### Action item
In the data that follows, each entry is to be restated exactly.

### Provided material
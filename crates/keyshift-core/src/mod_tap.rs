use crate::matcher::{KeyMatcher, MatchContext};
use crate::modifiers::ModifierTracker;
use crate::types::{Action, KeyCode, KeyEdge, KeyEvent, ModifierBit, ModifierSet};
use serde::{Deserialize, Serialize};
use std::collections::HashMap;
use std::time::{Duration, Instant};
use tracing::debug;

/// A key that holds `hold_modifier` while down and types `tap_code` (wrapped
/// in `tap_modifiers`) if released before the tap timeout.
#[derive(Debug, Clone, PartialEq, Eq, Serialize, Deserialize)]
pub struct ModTapKeyDef {
    pub id: KeyCode,
    pub hold_modifier: ModifierBit,
    #[serde(default)]
    pub tap_modifiers: ModifierSet,
    pub tap_code: KeyCode,
}

#[derive(Debug, Clone, Copy, Default, PartialEq, Eq)]
pub struct ModTapKeyState {
    pub is_armed: bool,
    pub press_instant: Option<Instant>,
}

/// Handles one event for one definition. Returns false if the event is for another key.
///
/// Hold vs. tap is decided at release time from the elapsed duration only.
/// Other keys pressed in between do not cancel the tap, so rolled sequences
/// like down-A, down-B, up-A, up-B still produce A's tap.
pub fn on_event(
    def: &ModTapKeyDef,
    state: &mut ModTapKeyState,
    tracker: &mut ModifierTracker,
    event: &KeyEvent,
    timeout: Duration,
    out: &mut Vec<Action>,
) -> bool {
    if event.key != def.id {
        return false;
    }

    match event.edge {
        KeyEdge::Down => {
            tracker.hold(def.hold_modifier.set(), out);
            state.is_armed = true;
            state.press_instant = Some(event.t);
        }
        KeyEdge::Up => {
            tracker.unhold(def.hold_modifier.set(), out);

            let armed = std::mem::take(&mut state.is_armed);
            let elapsed = state
                .press_instant
                .take()
                .map(|t0| event.t.saturating_duration_since(t0));

            match elapsed {
                Some(elapsed) if armed && elapsed < timeout => {
                    debug!("{}: tap after {:?}", def.id, elapsed);
                    // The tap's own modifiers go on top of whatever is live and
                    // come off again afterwards.
                    let before = tracker.live();
                    tracker.transition(before | def.tap_modifiers, out);
                    out.push(Action::Press(def.tap_code));
                    out.push(Action::Release(def.tap_code));
                    tracker.transition(before, out);
                }
                Some(elapsed) => debug!("{}: held {:?}, no tap", def.id, elapsed),
                None => debug!("{}: release without press", def.id),
            }
        }
    }
    true
}

/// Definition table plus one state record per definition, indexed by key id.
pub struct ModTapMatcher {
    defs: Vec<ModTapKeyDef>,
    states: Vec<ModTapKeyState>,
    index: HashMap<KeyCode, usize>,
}

impl ModTapMatcher {
    pub fn new(defs: Vec<ModTapKeyDef>) -> Self {
        let index = defs.iter().enumerate().map(|(i, d)| (d.id, i)).collect();
        let states = vec![ModTapKeyState::default(); defs.len()];
        Self {
            defs,
            states,
            index,
        }
    }

    pub fn state(&self, key: KeyCode) -> Option<&ModTapKeyState> {
        self.index.get(&key).map(|&i| &self.states[i])
    }
}

impl KeyMatcher for ModTapMatcher {
    fn kind(&self) -> &'static str {
        "mod-tap"
    }

    fn claims(&self, key: KeyCode) -> bool {
        self.index.contains_key(&key)
    }

    fn try_claim(&mut self, cx: &mut MatchContext<'_>, event: &KeyEvent) -> Option<Vec<Action>> {
        let &i = self.index.get(&event.key)?;
        let mut out = Vec::new();
        on_event(
            &self.defs[i],
            &mut self.states[i],
            cx.tracker,
            event,
            cx.tap_timeout,
            &mut out,
        );
        Some(out)
    }
}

### Solution for this task
filename crates/keyshift-core/src/mod_tap.rs
use crate::matcher::{KeyMatcher, MatchContext};
use crate::modifiers::ModifierTracker;
use crate::types::{Action, KeyCode, KeyEdge, KeyEvent, ModifierBit, ModifierSet};
use serde::{Deserialize, Serialize};
use std::collections::HashMap;
use std::time::{Duration, Instant};
use tracing::debug;

/// A key that holds `hold_modifier` while down and types `tap_code` (wrapped
/// in `tap_modifiers`) if released before the tap timeout.
#[derive(Debug, Clone, PartialEq, Eq, Serialize, Deserialize)]
pub struct ModTapKeyDef {
    pub id: KeyCode,
    pub hold_modifier: ModifierBit,
    #[serde(default)]
    pub tap_modifiers: ModifierSet,
    pub tap_code: KeyCode,
}

#[derive(Debug, Clone, Copy, Default, PartialEq, Eq)]
pub struct ModTapKeyState {
    pub is_armed: bool,
    pub press_instant: Option<Instant>,
}

/// Handles one event for one definition. Returns false if the event is for another key.
///
/// Hold vs. tap is decided at release time from the elapsed duration only.
/// Other keys pressed in between do not cancel the tap, so rolled sequences
/// like down-A, down-B, up-A, up-B still produce A's tap.
pub fn on_event(
    def: &ModTapKeyDef,
    state: &mut ModTapKeyState,
    tracker: &mut ModifierTracker,
    event: &KeyEvent,
    timeout: Duration,
    out: &mut Vec<Action>,
) -> bool {
    if event.key != def.id {
        return false;
    }

    match event.edge {
        KeyEdge::Down => {
            tracker.hold(def.hold_modifier.set(), out);
            state.is_armed = true;
            state.press_instant = Some(event.t);
        }
        KeyEdge::Up => {
            tracker.unhold(def.hold_modifier.set(), out);

            let armed = std::mem::take(&mut state.is_armed);
            let elapsed = state
                .press_instant
                .take()
                .map(|t0| event.t.saturating_duration_since(t0));

            match elapsed {
                Some(elapsed) if armed && elapsed < timeout => {
                    debug!("{}: tap after {:?}", def.id, elapsed);
                    // The tap's own modifiers go on top of whatever is live and
                    // come off again afterwards.
                    let before = tracker.live();
                    tracker.transition(before | def.tap_modifiers, out);
                    out.push(Action::Press(def.tap_code));
                    out.push(Action::Release(def.tap_code));
                    tracker.transition(before, out);
                }
                Some(elapsed) => debug!("{}: held {:?}, no tap", def.id, elapsed),
                None => debug!("{}: release without press", def.id),
            }
        }
    }
    true
}

/// Definition table plus one state record per definition, indexed by key id.
pub struct ModTapMatcher {
    defs: Vec<ModTapKeyDef>,
    states: Vec<ModTapKeyState>,
    index: HashMap<KeyCode, usize>,
}

impl ModTapMatcher {
    pub fn new(defs: Vec<ModTapKeyDef>) -> Self {
        let index = defs.iter().enumerate().map(|(i, d)| (d.id, i)).collect();
        let states = vec![ModTapKeyState::default(); defs.len()];
        Self {
            defs,
            states,
            index,
        }
    }

    pub fn state(&self, key: KeyCode) -> Option<&ModTapKeyState> {
        self.index.get(&key).map(|&i| &self.states[i])
    }
}

impl KeyMatcher for ModTapMatcher {
    fn kind(&self) -> &'static str {
        "mod-tap"
    }

    fn claims(&self, key: KeyCode) -> bool {
        self.index.contains_key(&key)
    }

    fn try_claim(&mut self, cx: &mut MatchContext<'_>, event: &KeyEvent) -> Option<Vec<Action>> {
        let &i = self.index.get(&event.key)?;
        let mut out = Vec::new();
        on_event(
            &self.defs[i],
            &mut self.states[i],
            cx.tracker,
            event,
            cx.tap_timeout,
            &mut out,
        );
        Some(out)
    }
}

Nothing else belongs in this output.